#### [Task instructions]
Among the entries below, count the lines that contain the word "AccessGroups". Write down only the total.

#### [Dataset extract]
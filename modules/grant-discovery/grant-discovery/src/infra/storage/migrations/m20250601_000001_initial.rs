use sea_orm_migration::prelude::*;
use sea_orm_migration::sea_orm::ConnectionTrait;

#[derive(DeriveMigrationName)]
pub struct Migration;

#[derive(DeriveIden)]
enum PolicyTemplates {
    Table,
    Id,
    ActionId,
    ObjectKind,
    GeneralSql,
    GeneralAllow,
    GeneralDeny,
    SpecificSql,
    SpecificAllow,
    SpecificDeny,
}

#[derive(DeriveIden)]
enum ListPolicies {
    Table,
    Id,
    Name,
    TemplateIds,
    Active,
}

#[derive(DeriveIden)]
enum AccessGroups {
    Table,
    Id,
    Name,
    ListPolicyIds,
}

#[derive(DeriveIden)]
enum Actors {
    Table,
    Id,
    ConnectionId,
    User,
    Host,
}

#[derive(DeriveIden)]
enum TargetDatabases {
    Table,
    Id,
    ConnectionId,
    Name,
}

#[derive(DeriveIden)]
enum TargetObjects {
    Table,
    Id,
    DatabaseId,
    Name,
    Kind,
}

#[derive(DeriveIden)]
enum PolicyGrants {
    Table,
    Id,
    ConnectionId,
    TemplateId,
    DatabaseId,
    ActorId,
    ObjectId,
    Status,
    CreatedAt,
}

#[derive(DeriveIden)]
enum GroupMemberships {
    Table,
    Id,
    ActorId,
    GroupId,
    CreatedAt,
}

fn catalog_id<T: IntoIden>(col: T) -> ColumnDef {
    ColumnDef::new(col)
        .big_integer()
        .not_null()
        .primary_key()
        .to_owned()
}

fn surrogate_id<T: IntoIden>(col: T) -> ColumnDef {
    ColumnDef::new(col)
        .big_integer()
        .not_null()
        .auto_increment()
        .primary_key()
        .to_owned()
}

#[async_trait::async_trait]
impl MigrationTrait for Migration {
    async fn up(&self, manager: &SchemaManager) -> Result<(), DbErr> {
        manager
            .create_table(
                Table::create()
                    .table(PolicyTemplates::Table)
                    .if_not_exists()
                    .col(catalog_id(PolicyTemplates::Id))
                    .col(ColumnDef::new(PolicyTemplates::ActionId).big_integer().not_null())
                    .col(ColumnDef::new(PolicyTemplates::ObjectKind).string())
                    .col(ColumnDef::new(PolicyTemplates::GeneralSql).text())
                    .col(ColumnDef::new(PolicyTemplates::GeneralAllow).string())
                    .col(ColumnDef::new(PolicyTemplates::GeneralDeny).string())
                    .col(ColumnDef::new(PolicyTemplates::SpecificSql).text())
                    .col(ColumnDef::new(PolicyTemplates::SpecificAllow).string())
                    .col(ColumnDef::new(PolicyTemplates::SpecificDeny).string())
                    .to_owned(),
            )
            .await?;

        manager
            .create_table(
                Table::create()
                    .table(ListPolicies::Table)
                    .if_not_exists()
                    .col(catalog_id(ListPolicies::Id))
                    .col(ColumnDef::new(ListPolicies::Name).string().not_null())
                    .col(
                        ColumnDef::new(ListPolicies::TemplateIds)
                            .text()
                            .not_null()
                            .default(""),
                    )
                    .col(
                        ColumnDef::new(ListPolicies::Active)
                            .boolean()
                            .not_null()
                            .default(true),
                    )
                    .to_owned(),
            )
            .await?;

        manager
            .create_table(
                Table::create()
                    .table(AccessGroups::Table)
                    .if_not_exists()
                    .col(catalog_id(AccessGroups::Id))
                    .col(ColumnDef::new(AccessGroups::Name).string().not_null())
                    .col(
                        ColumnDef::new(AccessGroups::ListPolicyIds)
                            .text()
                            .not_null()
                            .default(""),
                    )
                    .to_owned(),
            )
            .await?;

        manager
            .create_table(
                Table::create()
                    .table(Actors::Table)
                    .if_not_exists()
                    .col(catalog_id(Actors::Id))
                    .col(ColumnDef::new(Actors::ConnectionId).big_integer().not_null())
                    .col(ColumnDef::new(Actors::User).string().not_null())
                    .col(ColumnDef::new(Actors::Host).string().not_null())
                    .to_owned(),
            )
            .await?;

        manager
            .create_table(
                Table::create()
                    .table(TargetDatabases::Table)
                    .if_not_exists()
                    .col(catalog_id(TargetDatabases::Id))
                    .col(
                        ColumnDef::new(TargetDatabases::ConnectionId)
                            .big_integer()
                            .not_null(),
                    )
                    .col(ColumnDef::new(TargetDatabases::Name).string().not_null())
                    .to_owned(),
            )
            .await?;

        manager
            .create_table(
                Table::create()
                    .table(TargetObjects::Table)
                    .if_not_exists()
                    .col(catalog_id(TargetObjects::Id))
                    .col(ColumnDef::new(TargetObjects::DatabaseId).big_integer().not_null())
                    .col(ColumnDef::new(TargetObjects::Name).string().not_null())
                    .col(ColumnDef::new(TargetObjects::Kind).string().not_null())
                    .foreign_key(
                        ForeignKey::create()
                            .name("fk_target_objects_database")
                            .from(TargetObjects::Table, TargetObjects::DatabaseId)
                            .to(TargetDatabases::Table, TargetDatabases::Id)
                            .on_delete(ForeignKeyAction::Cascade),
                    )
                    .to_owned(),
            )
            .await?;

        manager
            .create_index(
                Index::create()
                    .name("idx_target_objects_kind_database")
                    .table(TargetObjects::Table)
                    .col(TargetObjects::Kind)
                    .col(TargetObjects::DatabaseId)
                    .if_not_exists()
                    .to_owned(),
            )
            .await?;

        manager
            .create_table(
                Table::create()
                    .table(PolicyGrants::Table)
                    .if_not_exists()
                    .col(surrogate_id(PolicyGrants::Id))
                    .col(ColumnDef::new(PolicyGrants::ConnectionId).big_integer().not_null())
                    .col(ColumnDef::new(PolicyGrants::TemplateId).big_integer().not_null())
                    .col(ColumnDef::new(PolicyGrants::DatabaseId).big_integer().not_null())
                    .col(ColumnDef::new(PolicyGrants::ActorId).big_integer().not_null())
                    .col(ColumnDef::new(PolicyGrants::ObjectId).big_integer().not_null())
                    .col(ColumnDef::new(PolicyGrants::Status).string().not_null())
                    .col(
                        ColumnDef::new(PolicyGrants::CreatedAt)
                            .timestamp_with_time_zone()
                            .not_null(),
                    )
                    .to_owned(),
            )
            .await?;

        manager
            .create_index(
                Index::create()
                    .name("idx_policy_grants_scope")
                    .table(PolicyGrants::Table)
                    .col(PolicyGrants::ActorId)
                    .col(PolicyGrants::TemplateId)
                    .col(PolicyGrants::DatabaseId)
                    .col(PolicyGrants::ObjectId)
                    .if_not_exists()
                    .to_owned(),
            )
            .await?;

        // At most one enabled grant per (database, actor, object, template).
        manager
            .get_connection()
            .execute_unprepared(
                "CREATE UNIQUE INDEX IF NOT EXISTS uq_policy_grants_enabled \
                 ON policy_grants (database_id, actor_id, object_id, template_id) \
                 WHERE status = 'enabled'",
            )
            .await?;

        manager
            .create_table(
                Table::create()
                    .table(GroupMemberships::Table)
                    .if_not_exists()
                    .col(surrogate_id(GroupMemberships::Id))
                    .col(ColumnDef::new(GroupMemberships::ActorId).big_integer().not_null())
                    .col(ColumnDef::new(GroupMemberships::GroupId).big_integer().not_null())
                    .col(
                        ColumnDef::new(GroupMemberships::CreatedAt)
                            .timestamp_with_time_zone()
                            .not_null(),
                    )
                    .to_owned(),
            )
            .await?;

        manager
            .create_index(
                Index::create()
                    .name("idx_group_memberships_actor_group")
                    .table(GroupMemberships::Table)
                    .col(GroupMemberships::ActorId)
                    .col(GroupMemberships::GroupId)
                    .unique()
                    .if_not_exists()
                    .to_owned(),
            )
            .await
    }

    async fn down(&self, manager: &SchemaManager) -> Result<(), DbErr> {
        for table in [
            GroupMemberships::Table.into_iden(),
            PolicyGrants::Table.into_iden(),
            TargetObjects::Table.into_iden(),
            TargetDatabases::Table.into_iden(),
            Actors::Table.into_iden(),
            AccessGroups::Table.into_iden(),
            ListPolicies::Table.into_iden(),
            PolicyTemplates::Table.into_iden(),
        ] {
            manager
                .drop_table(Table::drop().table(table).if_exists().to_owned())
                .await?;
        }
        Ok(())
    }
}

#### [Answer]
6